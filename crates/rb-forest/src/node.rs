//! Node type and link/color helpers.
//!
//! All "pointers" are `Option<u32>` indices into a `Vec<RbNode<K>>` arena
//! owned by the tree. The parent index is a non-owning back-reference used
//! only for upward traversal during fixup; ownership flows strictly through
//! the `l` / `r` child links.

/// Node color. Absent children (`None` links) count as [`Color::Black`].
#[derive(Clone, Copy, Debug, PartialEq, Eq)]
pub enum Color {
    Red,
    Black,
}

/// Which child slot a node occupies under its parent.
///
/// Rotation directions and the near/far nephew distinction in the deletion
/// fixup are always expressed relative to a `Side`.
#[derive(Clone, Copy, Debug, PartialEq, Eq)]
pub enum Side {
    Left,
    Right,
}

impl Side {
    pub fn opposite(self) -> Side {
        match self {
            Side::Left => Side::Right,
            Side::Right => Side::Left,
        }
    }
}

/// Red-black tree node holding a single key.
#[derive(Clone, Debug)]
pub struct RbNode<K> {
    pub k: K,
    pub color: Color,
    pub p: Option<u32>,
    pub l: Option<u32>,
    pub r: Option<u32>,
}

impl<K> RbNode<K> {
    /// New detached node. Nodes start red; the insertion path recolors the
    /// sole root black.
    pub fn new(k: K) -> Self {
        Self {
            k,
            color: Color::Red,
            p: None,
            l: None,
            r: None,
        }
    }
}

/// Whether `node` is red. `None` is black.
#[inline]
pub fn is_red<K>(arena: &[RbNode<K>], node: Option<u32>) -> bool {
    node.map(|i| arena[i as usize].color == Color::Red)
        .unwrap_or(false)
}

/// Whether `node` is black. `None` is black.
#[inline]
pub fn is_black<K>(arena: &[RbNode<K>], node: Option<u32>) -> bool {
    !is_red(arena, node)
}

/// Child of `node` on the given side.
#[inline]
pub fn child<K>(arena: &[RbNode<K>], node: u32, side: Side) -> Option<u32> {
    match side {
        Side::Left => arena[node as usize].l,
        Side::Right => arena[node as usize].r,
    }
}

/// Sets the child link of `node` on the given side.
#[inline]
pub fn set_child<K>(arena: &mut [RbNode<K>], node: u32, side: Side, v: Option<u32>) {
    match side {
        Side::Left => arena[node as usize].l = v,
        Side::Right => arena[node as usize].r = v,
    }
}

/// Which side of its parent `node` sits on, or `None` for the root.
#[inline]
pub fn side_of<K>(arena: &[RbNode<K>], node: u32) -> Option<Side> {
    let p = arena[node as usize].p?;
    if arena[p as usize].l == Some(node) {
        Some(Side::Left)
    } else {
        Some(Side::Right)
    }
}

/// The other child of `node`'s parent, or `None` for the root.
#[inline]
pub fn sibling<K>(arena: &[RbNode<K>], node: u32) -> Option<u32> {
    let p = arena[node as usize].p?;
    let side = if arena[p as usize].l == Some(node) {
        Side::Right
    } else {
        Side::Left
    };
    child(arena, p, side)
}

● ● ● ● ● ● ●

### TASK OBJECTIVE
What is needed is an exact copy of the line containing "Which side of" and each line after it, through the final line of the entries above.

### EXERCISE RESULT
/// Which side of its parent `node` sits on, or `None` for the root.
#[inline]
pub fn side_of<K>(arena: &[RbNode<K>], node: u32) -> Option<Side> {
    let p = arena[node as usize].p?;
    if arena[p as usize].l == Some(node) {
        Some(Side::Left)
    } else {
        Some(Side::Right)
    }
}

/// The other child of `node`'s parent, or `None` for the root.
#[inline]
pub fn sibling<K>(arena: &[RbNode<K>], node: u32) -> Option<u32> {
    let p = arena[node as usize].p?;
    let side = if arena[p as usize].l == Some(node) {
        Side::Right
    } else {
        Side::Left
    };
    child(arena, p, side)
}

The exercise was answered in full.